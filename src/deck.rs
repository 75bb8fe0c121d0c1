// src/deck.rs

use crate::error::Result;
use crate::models::Item;
use log::{info, warn};
use serde::Deserialize;
use std::fs;
use std::path::Path;

// Entries are read loosely so one bad card doesn't reject the whole deck.
#[derive(Deserialize)]
struct JsonCard {
    #[serde(default, alias = "english")]
    front: Option<String>,
    #[serde(default, alias = "indonesian")]
    back: Option<String>,
    #[serde(default)]
    importance: Option<i64>,
}

/// Reads a JSON array of cards. Entries missing a text field come back as
/// `None` so the caller can hand the list straight to the scheduler.
pub fn load_deck(path: &Path) -> Result<Vec<Option<Item>>> {
    let data = fs::read_to_string(path)?;
    let deck = parse_deck(&data)?;
    info!("Loaded deck {:?}: {} entries", path, deck.len());
    Ok(deck)
}

pub fn parse_deck(data: &str) -> Result<Vec<Option<Item>>> {
    let cards: Vec<Option<JsonCard>> = serde_json::from_str(data)?;

    let deck = cards
        .into_iter()
        .enumerate()
        .map(|(idx, card)| {
            let card = card?;
            match (card.front, card.back) {
                (Some(front), Some(back)) => Some(Item {
                    front,
                    back,
                    importance: card.importance,
                }),
                _ => {
                    warn!("Deck entry {} is missing a text field, skipping", idx);
                    None
                }
            }
        })
        .collect();

    Ok(deck)
}
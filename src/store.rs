// src/store.rs
//
// Durable key-value backends for historical stats.

use crate::database;
use crate::error::Result;
use crate::models::StatsMap;
use crate::repository;
use chrono::Utc;
use log::{debug, info};
use rusqlite::Connection;
use std::fs;
use std::path::{Path, PathBuf};

pub trait StatsStore {
    /// Returns every persisted record. A store with nothing saved yet
    /// returns an empty map.
    fn load(&self) -> Result<StatsMap>;

    /// Replaces the persisted records with `stats`.
    fn save(&mut self, stats: &StatsMap) -> Result<()>;
}

// --- In-memory ---

#[derive(Debug, Default)]
pub struct MemoryStore {
    stats: StatsMap,
}

impl MemoryStore {
    pub fn new() -> Self {
        Self::default()
    }

    pub fn with_stats(stats: StatsMap) -> Self {
        MemoryStore { stats }
    }
}

impl StatsStore for MemoryStore {
    fn load(&self) -> Result<StatsMap> {
        Ok(self.stats.clone())
    }

    fn save(&mut self, stats: &StatsMap) -> Result<()> {
        self.stats = stats.clone();
        Ok(())
    }
}

// --- JSON file ---

/// Stores the whole map as one JSON object.
pub struct JsonFileStore {
    path: PathBuf,
}

impl JsonFileStore {
    pub fn new(path: impl Into<PathBuf>) -> Self {
        JsonFileStore { path: path.into() }
    }

    pub fn path(&self) -> &Path {
        &self.path
    }

    fn temp_path(&self) -> PathBuf {
        let mut name = self.path.file_name().unwrap_or_default().to_os_string();
        name.push(".tmp");
        self.path.with_file_name(name)
    }
}

impl StatsStore for JsonFileStore {
    fn load(&self) -> Result<StatsMap> {
        if !self.path.exists() {
            debug!("No stats file at {:?}, starting fresh", self.path);
            return Ok(StatsMap::new());
        }

        let content = fs::read_to_string(&self.path)?;
        let stats: StatsMap = serde_json::from_str(&content)?;
        info!("Loaded {} records from {:?}", stats.len(), self.path);
        Ok(stats)
    }

    fn save(&mut self, stats: &StatsMap) -> Result<()> {
        if let Some(parent) = self.path.parent() {
            if !parent.as_os_str().is_empty() {
                fs::create_dir_all(parent)?;
            }
        }

        // Sibling temp file, then rename into place.
        let tmp = self.temp_path();
        fs::write(&tmp, serde_json::to_string_pretty(stats)?)?;
        fs::rename(&tmp, &self.path)?;
        debug!("Saved {} records to {:?}", stats.len(), self.path);
        Ok(())
    }
}

// --- SQLite ---

pub struct SqliteStore {
    conn: Connection,
}

impl SqliteStore {
    pub fn open(path: impl AsRef<Path>) -> Result<Self> {
        let path = path.as_ref();
        if let Some(parent) = path.parent() {
            if !parent.as_os_str().is_empty() && !parent.exists() {
                fs::create_dir_all(parent)?;
            }
        }
        info!("Database path: {:?}", path);
        Self::from_connection(Connection::open(path)?)
    }

    pub fn open_in_memory() -> Result<Self> {
        Self::from_connection(Connection::open_in_memory()?)
    }

    fn from_connection(conn: Connection) -> Result<Self> {
        database::init_db(&conn)?;
        Ok(SqliteStore { conn })
    }
}

impl StatsStore for SqliteStore {
    fn load(&self) -> Result<StatsMap> {
        Ok(repository::load_all_stats(&self.conn)?)
    }

    fn save(&mut self, stats: &StatsMap) -> Result<()> {
        let now = Utc::now().timestamp();
        repository::replace_all_stats(&mut self.conn, stats, now)?;
        Ok(())
    }
}

#[cfg(test)]
mod tests {
    use super::*;
    use crate::models::WordStats;

    #[test]
    fn test_memory_store_replaces_contents() {
        let mut store = MemoryStore::new();
        assert!(store.load().unwrap().is_empty());

        let mut stats = StatsMap::new();
        stats.insert("a:b".to_string(), WordStats::new(1));
        store.save(&stats).unwrap();
        assert_eq!(store.load().unwrap(), stats);

        store.save(&StatsMap::new()).unwrap();
        assert!(store.load().unwrap().is_empty());
    }

    #[test]
    fn test_sqlite_store_in_memory() {
        let mut store = SqliteStore::open_in_memory().unwrap();
        let mut stats = StatsMap::new();
        let mut record = WordStats::new(4);
        record.sorta_count = 2;
        stats.insert("a:b".to_string(), record);

        store.save(&stats).unwrap();
        assert_eq!(store.load().unwrap(), stats);
    }
}
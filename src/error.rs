// src/error.rs

use thiserror::Error;

#[derive(Error, Debug)]
pub enum SchedulerError {
    #[error("Invalid argument: {0}")]
    InvalidArgument(String),

    #[error("IO error: {0}")]
    Io(#[from] std::io::Error),

    #[error("JSON error: {0}")]
    Json(#[from] serde_json::Error),

    #[error("Database error: {0}")]
    Database(#[from] rusqlite::Error),
}

pub type Result<T> = std::result::Result<T, SchedulerError>;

****

## [EXERCISE BRIEF]
Only the lines from the beginning of the data above through the line containing "come back as" should be repeated, exactly as they appear.

## [EXERCISE OUTPUT]
filename src/deck.rs
repository 75bb8fe0c121d0c1
// src/deck.rs

use crate::error::Result;
use crate::models::Item;
use log::{info, warn};
use serde::Deserialize;
use std::fs;
use std::path::Path;

// Entries are read loosely so one bad card doesn't reject the whole deck.
#[derive(Deserialize)]
struct JsonCard {
    #[serde(default, alias = "english")]
    front: Option<String>,
    #[serde(default, alias = "indonesian")]
    back: Option<String>,
    #[serde(default)]
    importance: Option<i64>,
}

/// Reads a JSON array of cards. Entries missing a text field come back as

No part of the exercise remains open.